Ziyang Wang: Our findings suggest broader metabolic disruption rather than just the accumulation of misfolded proteins. While amyloid plaques and tau tangles remain hallmarks, we observed widespread changes in molecules such as cholesterol and glycogen. This indicates a systemic metabolic imbalance affecting energy use and lipid regulation in brain cells. Rather than viewing the disease only as localized protein aggregation, it may reflect deeper biochemical changes in how brain cells maintain metabolism.
Shengxi Huang: In biomedicine, many widely used tools like MRI, mass spectrometry, X-ray imaging and CT were originally developed by physicists. The story of Raman is similar. These tools provide fresh perspectives to understand diseases. Interdisciplinary work is exciting because a fresh perspective can sometimes lead to discoveries that those embedded within a field might not easily reach.
Ziyang Wang: Machine learning helps us detect patterns in extremely complex data, but it does not replace scientific reasoning. The algorithm highlights subtle molecular signatures that would be difficult for a human to recognize directly. However, the scientist remains essential for asking the right questions, designing experiments, and interpreting biological meaning. Human intuition guides hypotheses and ensures results make sense in the context of the disease. Machine learning is a powerful tool for discovery, while human insight remains central to validation.
Shengxi Huang: Yes, light becomes a tool to reveal hidden biochemical changes. While much of the work is technical, collecting spectra and analyzing data, stepping back to reflect on what these tools allow us to see can be inspiring.

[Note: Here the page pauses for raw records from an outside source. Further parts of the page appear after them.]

//! Chart specification in the vocabulary of the browser charting library.
//!
//! Everything here serializes straight into the `traces` / `layout` /
//! `config` arguments of a `newPlot` call.

use serde::Serialize;

use super::kind::ChartKind;

/// Immutable chart description handed to the rendering capability.
#[derive(Debug, Clone, PartialEq, Serialize)]
pub struct ChartSpec {
    kind: ChartKind,
    traces: Vec<Trace>,
    layout: Layout,
    config: RenderConfig,
}

impl ChartSpec {
    pub(crate) fn new(kind: ChartKind, traces: Vec<Trace>, layout: Layout, config: RenderConfig) -> Self {
        Self { kind, traces, layout, config }
    }

    pub fn kind(&self) -> ChartKind {
        self.kind
    }

    pub fn traces(&self) -> &[Trace] {
        &self.traces
    }

    pub fn layout(&self) -> &Layout {
        &self.layout
    }

    pub fn config(&self) -> &RenderConfig {
        &self.config
    }
}

#[derive(Debug, Clone, PartialEq, Serialize)]
#[serde(tag = "type", rename_all = "lowercase")]
pub enum Trace {
    Bar(BarTrace),
    Pie(PieTrace),
    Scatterpolar(PolarTrace),
    Choropleth(ChoroplethTrace),
}

#[derive(Debug, Clone, PartialEq, Serialize)]
#[serde(untagged)]
pub enum ColorSpec {
    Single(String),
    PerPoint(Vec<String>),
}

#[derive(Debug, Clone, PartialEq, Serialize)]
pub struct BarMarker {
    pub color: ColorSpec,
}

#[derive(Debug, Clone, PartialEq, Serialize)]
pub struct BarTrace {
    pub name: String,
    pub x: Vec<String>,
    pub y: Vec<f64>,
    #[serde(skip_serializing_if = "Option::is_none")]
    pub text: Option<Vec<String>>,
    #[serde(skip_serializing_if = "Option::is_none")]
    pub textposition: Option<String>,
    pub marker: BarMarker,
    #[serde(skip_serializing_if = "Option::is_none")]
    pub yaxis: Option<String>,
    #[serde(skip_serializing_if = "Option::is_none")]
    pub offsetgroup: Option<String>,
    pub customdata: Vec<String>,
    pub hovertemplate: String,
}

#[derive(Debug, Clone, PartialEq, Serialize)]
pub struct PieMarker {
    pub colors: Vec<String>,
}

#[derive(Debug, Clone, PartialEq, Serialize)]
pub struct Font {
    pub size: u32,
}

#[derive(Debug, Clone, PartialEq, Serialize)]
pub struct PieTrace {
    pub name: String,
    pub labels: Vec<String>,
    pub values: Vec<f64>,
    pub hole: f64,
    pub textinfo: String,
    pub textposition: String,
    pub textfont: Font,
    pub marker: PieMarker,
    pub customdata: Vec<String>,
    pub hovertemplate: String,
}

#[derive(Debug, Clone, PartialEq, Serialize)]
pub struct PolarTrace {
    pub name: String,
    pub r: Vec<f64>,
    pub theta: Vec<String>,
    pub fill: String,
    pub customdata: Vec<String>,
    pub hovertemplate: String,
}

#[derive(Debug, Clone, PartialEq, Serialize)]
pub struct ChoroplethTrace {
    pub locationmode: String,
    pub locations: Vec<String>,
    pub z: Vec<f64>,
    pub text: Vec<String>,
    pub customdata: Vec<String>,
    pub hovertemplate: String,
    pub colorscale: String,
    pub reversescale: bool,
    pub showscale: bool,
}

#[derive(Debug, Clone, PartialEq, Default, Serialize)]
pub struct Layout {
    #[serde(skip_serializing_if = "Option::is_none")]
    pub title: Option<String>,
    #[serde(skip_serializing_if = "Option::is_none")]
    pub barmode: Option<String>,
    #[serde(skip_serializing_if = "Option::is_none")]
    pub xaxis: Option<AxisLayout>,
    #[serde(skip_serializing_if = "Option::is_none")]
    pub yaxis: Option<AxisLayout>,
    #[serde(skip_serializing_if = "Option::is_none")]
    pub yaxis2: Option<AxisLayout>,
    #[serde(skip_serializing_if = "Option::is_none")]
    pub polar: Option<PolarLayout>,
    #[serde(skip_serializing_if = "Option::is_none")]
    pub geo: Option<GeoLayout>,
    #[serde(skip_serializing_if = "Option::is_none")]
    pub showlegend: Option<bool>,
    #[serde(skip_serializing_if = "Option::is_none")]
    pub autosize: Option<bool>,
    #[serde(skip_serializing_if = "Option::is_none")]
    pub margin: Option<Margin>,
}

#[derive(Debug, Clone, PartialEq, Default, Serialize)]
pub struct AxisLayout {
    #[serde(skip_serializing_if = "Option::is_none")]
    pub title: Option<String>,
    #[serde(skip_serializing_if = "Option::is_none")]
    pub overlaying: Option<String>,
    #[serde(skip_serializing_if = "Option::is_none")]
    pub side: Option<String>,
}

#[derive(Debug, Clone, PartialEq, Serialize)]
pub struct RadialAxis {
    pub visible: bool,
    pub range: [f64; 2],
}

#[derive(Debug, Clone, PartialEq, Serialize)]
pub struct PolarLayout {
    pub radialaxis: RadialAxis,
}

#[derive(Debug, Clone, PartialEq, Serialize)]
pub struct Projection {
    #[serde(rename = "type")]
    pub kind: String,
}

#[derive(Debug, Clone, PartialEq, Serialize)]
pub struct GeoLayout {
    pub projection: Projection,
    pub showland: bool,
    pub landcolor: String,
    pub showcountries: bool,
    pub countrycolor: String,
    pub countrywidth: f64,
    pub showcoastlines: bool,
    pub coastlinecolor: String,
    pub coastlinewidth: f64,
}

impl Default for GeoLayout {
    fn default() -> Self {
        Self {
            projection: Projection { kind: "robinson".to_string() },
            showland: true,
            landcolor: "White".to_string(),
            showcountries: true,
            countrycolor: "rgba(0, 0, 0, 1)".to_string(),
            countrywidth: 0.5,
            showcoastlines: true,
            coastlinecolor: "rgba(0, 0, 0, 1)".to_string(),
            coastlinewidth: 0.5,
        }
    }
}

#[derive(Debug, Clone, Copy, PartialEq, Serialize)]
pub struct Margin {
    pub t: u32,
    pub b: u32,
    pub l: u32,
    pub r: u32,
}

impl Margin {
    pub const fn uniform(px: u32) -> Self {
        Self { t: px, b: px, l: px, r: px }
    }
}

/// Options passed alongside traces and layout when drawing.
#[derive(Debug, Clone, Copy, PartialEq, Default, Serialize)]
#[serde(rename_all = "camelCase")]
pub struct RenderConfig {
    #[serde(skip_serializing_if = "Option::is_none")]
    pub responsive: Option<bool>,
    #[serde(skip_serializing_if = "Option::is_none")]
    pub display_mode_bar: Option<bool>,
}

impl RenderConfig {
    /// Responsive, no toolbar; used for the compact player charts.
    pub const fn compact() -> Self {
        Self {
            responsive: Some(true),
            display_mode_bar: Some(false),
        }
    }
}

It reminds us that the goal is to better understand these diseases and contribute to ways of detecting and treating them earlier.
Shengxi Huang: Our lab focuses on sensing overall. The brain project is about sensing molecules associated with Alzheimer's, but our work with 2D and quantum materials also serves that purpose. By choosing the correct 2D materials to contact biological samples, we can significantly enhance the measured signal. We perform atomic engineering of 2D materials to generate new properties that serve as sensors. This fundamental study could lead to new quantum sensing regimes that provide precision no classical technique could match.
Ziyang Wang: Researchers may shift from studying isolated biomarkers to investigating how molecular changes spread across the brain. Instead of asking only whether a specific protein is present, scientists could examine how multiple biochemical pathways, such as lipid metabolism, change spatially and evolve during disease progression. I hope this enables us to identify the earliest molecular changes before visible pathology appears and discover new pathways involved in neurodegeneration.
Conclusion
There is a particular kind of scientific modesty in Shengxi Huang's description: the insistence that a fresh perspective can sometimes see what long familiarity cannot. Her lab did not arrive with a theory to confirm, but with a technique and the patience to build a method capable of answering what molecules are present and where.
What they found is both a result and a provocation. Alzheimer's is not a disease that lives in one place, nor is it simply a story of protein aggregation. It is a chemical disruption spread across an entire organ, detectable in the metabolism of cholesterol and glycogen, in the very chemistry of where memory once lived. Ziyang Wang asked: what if we could see the whole brain? The answer came back stranger and more complex than a single protein story allows. That strangeness, carefully measured, is the beginning of something.